THE PROBLEM: What is needed here is an exact repetition of the records below, beginning at the line that has "- Booking found" and stopping after the line that has "non-cancelled booking overlaps".
##### MATERIAL FOR THE TASK #####
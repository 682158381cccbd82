//! Input validation for account fields.
//!
//! Each check returns `AppError::BadRequest` with a message suitable for the client.

use crate::server::error::AppError;

/// Minimum number of characters in a password.
pub const MIN_PASSWORD_LEN: usize = 8;

/// Checks that an email has a local part, an `@` and a dot somewhere after it.
pub fn validate_email(email: &str) -> Result<(), AppError> {
    let email = email.trim();
    let valid = match email.split_once('@') {
        Some((local, domain)) => {
            !local.is_empty()
                && !domain.contains('@')
                && domain
                    .find('.')
                    .is_some_and(|dot| dot > 0 && dot < domain.len() - 1)
        }
        None => false,
    };

    if !valid {
        return Err(AppError::BadRequest(
            "A valid email address is required".to_string(),
        ));
    }

    Ok(())
}

pub fn validate_password(password: &str) -> Result<(), AppError> {
    if password.chars().count() < MIN_PASSWORD_LEN {
        return Err(AppError::BadRequest(format!(
            "Password must be at least {} characters",
            MIN_PASSWORD_LEN
        )));
    }

    Ok(())
}

/// Checks that a display name is not blank.
///
/// # Arguments
/// - `field` - Field name used in the error message, e.g. `"Name"`
/// - `value` - Submitted value
pub fn validate_not_blank(field: &str, value: &str) -> Result<(), AppError> {
    if value.trim().is_empty() {
        return Err(AppError::BadRequest(format!("{} is required", field)));
    }

    Ok(())
}
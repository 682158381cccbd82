//! Business factory for creating test business entities.

use crate::factory::helpers::next_id;
use chrono::Utc;
use sea_orm::{ActiveModelTrait, ActiveValue, DatabaseConnection, DbErr};

/// Settings JSON matching the application's defaults.
pub const DEFAULT_SETTINGS: &str = r#"{"opening_hour":9,"closing_hour":18,"cancellation_window_hours":0,"online_payments":true,"currency":"usd"}"#;

/// Factory for creating test businesses with customizable fields.
///
/// # Example
///
/// ```rust,ignore
/// use test_utils::factory::business::BusinessFactory;
///
/// let business = BusinessFactory::new(&db, owner.id)
///     .name("Fade Street")
///     .settings(r#"{"opening_hour":0,"closing_hour":24}"#)
///     .build()
///     .await?;
/// ```
pub struct BusinessFactory<'a> {
    db: &'a DatabaseConnection,
    owner_id: i32,
    name: String,
    description: Option<String>,
    address: Option<String>,
    phone: Option<String>,
    settings: String,
}

impl<'a> BusinessFactory<'a> {
    /// Creates a new BusinessFactory with default values.
    ///
    /// Defaults:
    /// - name: `"Business {id}"` where id is auto-incremented
    /// - description, address, phone: `None`
    /// - settings: `DEFAULT_SETTINGS`
    ///
    /// # Arguments
    /// - `db` - Database connection for inserting the entity
    /// - `owner_id` - ID of the owning account
    pub fn new(db: &'a DatabaseConnection, owner_id: i32) -> Self {
        let id = next_id();
        Self {
            db,
            owner_id,
            name: format!("Business {}", id),
            description: None,
            address: None,
            phone: None,
            settings: DEFAULT_SETTINGS.to_string(),
        }
    }

    pub fn name(mut self, name: impl Into<String>) -> Self {
        self.name = name.into();
        self
    }

    pub fn description(mut self, description: Option<String>) -> Self {
        self.description = description;
        self
    }

    pub fn address(mut self, address: Option<String>) -> Self {
        self.address = address;
        self
    }

    /// Sets the raw settings JSON stored for the business.
    pub fn settings(mut self, settings: impl Into<String>) -> Self {
        self.settings = settings.into();
        self
    }

    /// Builds and inserts the business entity into the database.
    ///
    /// # Returns
    /// - `Ok(entity::business::Model)` - Created business entity
    /// - `Err(DbErr)` - Database error during insert
    pub async fn build(self) -> Result<entity::business::Model, DbErr> {
        let now = Utc::now();
        entity::business::ActiveModel {
            id: ActiveValue::NotSet,
            owner_id: ActiveValue::Set(self.owner_id),
            name: ActiveValue::Set(self.name),
            description: ActiveValue::Set(self.description),
            address: ActiveValue::Set(self.address),
            phone: ActiveValue::Set(self.phone),
            settings: ActiveValue::Set(self.settings),
            created_at: ActiveValue::Set(now),
            updated_at: ActiveValue::Set(now),
        }
        .insert(self.db)
        .await
    }
}

/// Creates a business with default values owned by `owner_id`.
pub async fn create_business(
    db: &DatabaseConnection,
    owner_id: i32,
) -> Result<entity::business::Model, DbErr> {
    BusinessFactory::new(db, owner_id).build().await
}
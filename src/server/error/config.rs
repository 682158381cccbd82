use thiserror::Error;

#[derive(Error, Debug)]
pub enum ConfigError {
    /// Required environment variable is not set.
    ///
    /// The application requires this environment variable to be defined. Check the
    /// `.env.example` file for required configuration variables.
    #[error("Missing required environment variable: {0}")]
    MissingEnvVar(String),

    /// Environment variable is set but its value cannot be used.
    #[error("Invalid value for environment variable {name}: {reason}")]
    InvalidValue {
        /// Name of the offending variable
        name: String,
        /// Why the value was rejected
        reason: String,
    },
}
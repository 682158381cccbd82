//! Booking data repository.
//!
//! Provides the `BookingRepository` for inserting bookings, detecting overlapping
//! reservations of a worker, listing bookings per scope and applying status changes.

use chrono::{DateTime, Utc};
use sea_orm::{
    ActiveModelTrait, ActiveValue, ColumnTrait, DatabaseConnection, EntityTrait, PaginatorTrait,
    QueryFilter, QueryOrder,
};

use crate::{
    model::booking::BookingStatus,
    server::{
        error::AppError,
        model::booking::{
            Booking, BookingScope, BusyInterval, CreateBookingParam, GetBookingsParam,
            PaginatedBookings,
        },
        util::parse::total_pages,
    },
};

/// Repository providing database operations for bookings.
pub struct BookingRepository<'a> {
    db: &'a DatabaseConnection,
}

impl<'a> BookingRepository<'a> {
    /// Creates a new BookingRepository instance.
    ///
    /// # Arguments
    /// - `db` - Reference to the database connection
    ///
    /// # Returns
    /// - `BookingRepository` - New repository instance
    pub fn new(db: &'a DatabaseConnection) -> Self {
        Self { db }
    }

    /// Inserts a new booking as `PENDING` and unpaid.
    ///
    /// Does not check for conflicts; callers run `has_conflict` first.
    ///
    /// # Arguments
    /// - `param` - Participants, service and the already computed interval
    ///
    /// # Returns
    /// - `Ok(Booking)` - The created booking
    /// - `Err(AppError)` - Database error during insert
    pub async fn create(&self, param: CreateBookingParam) -> Result<Booking, AppError> {
        let now = Utc::now();

        let entity = entity::booking::ActiveModel {
            client_id: ActiveValue::Set(param.client_id),
            worker_id: ActiveValue::Set(param.worker_id),
            service_id: ActiveValue::Set(param.service_id),
            business_id: ActiveValue::Set(param.business_id),
            start_time: ActiveValue::Set(param.start_time),
            end_time: ActiveValue::Set(param.end_time),
            status: ActiveValue::Set(BookingStatus::Pending.as_str().to_string()),
            is_paid: ActiveValue::Set(false),
            notes: ActiveValue::Set(param.notes),
            created_at: ActiveValue::Set(now),
            updated_at: ActiveValue::Set(now),
            ..Default::default()
        }
        .insert(self.db)
        .await?;

        Booking::from_entity(entity)
    }

    /// Finds a booking by ID
    ///
    /// # Returns
    /// - `Ok(Some(Booking))` - Booking found
    /// - `Ok(None)` - No booking with that ID
    /// - `Err(AppError)` - Database error or unreadable stored status
    pub async fn find_by_id(&self, id: i32) -> Result<Option<Booking>, AppError> {
        let entity = entity::prelude::Booking::find_by_id(id).one(self.db).await?;

        entity.map(Booking::from_entity).transpose()
    }

    /// Checks whether a worker already has a booking overlapping `[start, end)`.
    ///
    /// Two intervals overlap when `existing.start < end AND existing.end > start`, so
    /// back-to-back bookings do not conflict. Cancelled bookings are ignored.
    ///
    /// # Arguments
    /// - `worker_id` - Worker whose schedule is checked
    /// - `start` - Start of the requested interval
    /// - `end` - End of the requested interval
    ///
    /// # Returns
    /// - `Ok(true)` - At least one non-cancelled booking overlaps
    /// - `Ok(false)` - The interval is free
    /// - `Err(AppError)` - Database error during count query
    pub async fn has_conflict(
        &self,
        worker_id: i32,
        start: DateTime<Utc>,
        end: DateTime<Utc>,
    ) -> Result<bool, AppError> {
        let count = entity::prelude::Booking::find()
            .filter(entity::booking::Column::WorkerId.eq(worker_id))
            .filter(entity::booking::Column::Status.ne(BookingStatus::Cancelled.as_str()))
            .filter(entity::booking::Column::StartTime.lt(end))
            .filter(entity::booking::Column::EndTime.gt(start))
            .count(self.db)
            .await?;

        Ok(count > 0)
    }

    /// Gets the non-cancelled intervals of a worker that overlap `[from, to)`,
    /// ordered by start time.
    pub async fn get_busy_intervals(
        &self,
        worker_id: i32,
        from: DateTime<Utc>,
        to: DateTime<Utc>,
    ) -> Result<Vec<BusyInterval>, AppError> {
        let entities = entity::prelude::Booking::find()
            .filter(entity::booking::Column::WorkerId.eq(worker_id))
            .filter(entity::booking::Column::Status.ne(BookingStatus::Cancelled.as_str()))
            .filter(entity::booking::Column::StartTime.lt(to))
            .filter(entity::booking::Column::EndTime.gt(from))
            .order_by_asc(entity::booking::Column::StartTime)
            .all(self.db)
            .await?;

        Ok(entities
            .into_iter()
            .map(|b| BusyInterval {
                start_time: b.start_time,
                end_time: b.end_time,
            })
            .collect())
    }

    /// Gets bookings within a scope with pagination, most recent start first.
    ///
    /// # Arguments
    /// - `param` - Scope (all, business, worker or client), page and page size
    ///
    /// # Returns
    /// - `Ok(PaginatedBookings)` - Bookings for the requested page with totals
    /// - `Err(AppError)` - Database error during pagination query
    pub async fn get_paginated(
        &self,
        param: GetBookingsParam,
    ) -> Result<PaginatedBookings, AppError> {
        let query = entity::prelude::Booking::find();
        let query = match param.scope {
            BookingScope::All => query,
            BookingScope::Business(id) => {
                query.filter(entity::booking::Column::BusinessId.eq(id))
            }
            BookingScope::Worker(id) => query.filter(entity::booking::Column::WorkerId.eq(id)),
            BookingScope::Client(id) => query.filter(entity::booking::Column::ClientId.eq(id)),
        };

        let paginator = query
            .order_by_desc(entity::booking::Column::StartTime)
            .order_by_desc(entity::booking::Column::Id)
            .paginate(self.db, param.per_page);

        let total = paginator.num_items().await?;
        let bookings = paginator
            .fetch_page(param.page)
            .await?
            .into_iter()
            .map(Booking::from_entity)
            .collect::<Result<Vec<_>, _>>()?;

        Ok(PaginatedBookings {
            bookings,
            total,
            page: param.page,
            per_page: param.per_page,
            total_pages: total_pages(total, param.per_page),
        })
    }

    /// Sets the status of a booking without checking the transition table.
    ///
    /// # Returns
    /// - `Ok(Some(Booking))` - The updated booking
    /// - `Ok(None)` - No booking with that ID
    pub async fn update_status(
        &self,
        id: i32,
        status: BookingStatus,
    ) -> Result<Option<Booking>, AppError> {
        let Some(entity) = entity::prelude::Booking::find_by_id(id)
            .one(self.db)
            .await?
        else {
            return Ok(None);
        };

        let mut active: entity::booking::ActiveModel = entity.into();
        active.status = ActiveValue::Set(status.as_str().to_string());
        active.updated_at = ActiveValue::Set(Utc::now());

        let entity = active.update(self.db).await?;

        Ok(Some(Booking::from_entity(entity)?))
    }

    /// Marks a booking as paid or unpaid.
    ///
    /// # Returns
    /// - `Ok(Some(Booking))` - The updated booking
    /// - `Ok(None)` - No booking with that ID
    pub async fn set_paid(&self, id: i32, is_paid: bool) -> Result<Option<Booking>, AppError> {
        let Some(entity) = entity::prelude::Booking::find_by_id(id)
            .one(self.db)
            .await?
        else {
            return Ok(None);
        };

        let mut active: entity::booking::ActiveModel = entity.into();
        active.is_paid = ActiveValue::Set(is_paid);
        active.updated_at = ActiveValue::Set(Utc::now());

        let entity = active.update(self.db).await?;

        Ok(Some(Booking::from_entity(entity)?))
    }
}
#####
EXPECTED OUTPUT:
    /// - `Ok(Some(Booking))` - Booking found
    /// - `Ok(None)` - No booking with that ID
    /// - `Err(AppError)` - Database error or unreadable stored status
    pub async fn find_by_id(&self, id: i32) -> Result<Option<Booking>, AppError> {
        let entity = entity::prelude::Booking::find_by_id(id).one(self.db).await?;

        entity.map(Booking::from_entity).transpose()
    }

    /// Checks whether a worker already has a booking overlapping `[start, end)`.
    ///
    /// Two intervals overlap when `existing.start < end AND existing.end > start`, so
    /// back-to-back bookings do not conflict. Cancelled bookings are ignored.
    ///
    /// # Arguments
    /// - `worker_id` - Worker whose schedule is checked
    /// - `start` - Start of the requested interval
    /// - `end` - End of the requested interval
    ///
    /// # Returns
    /// - `Ok(true)` - At least one non-cancelled booking overlaps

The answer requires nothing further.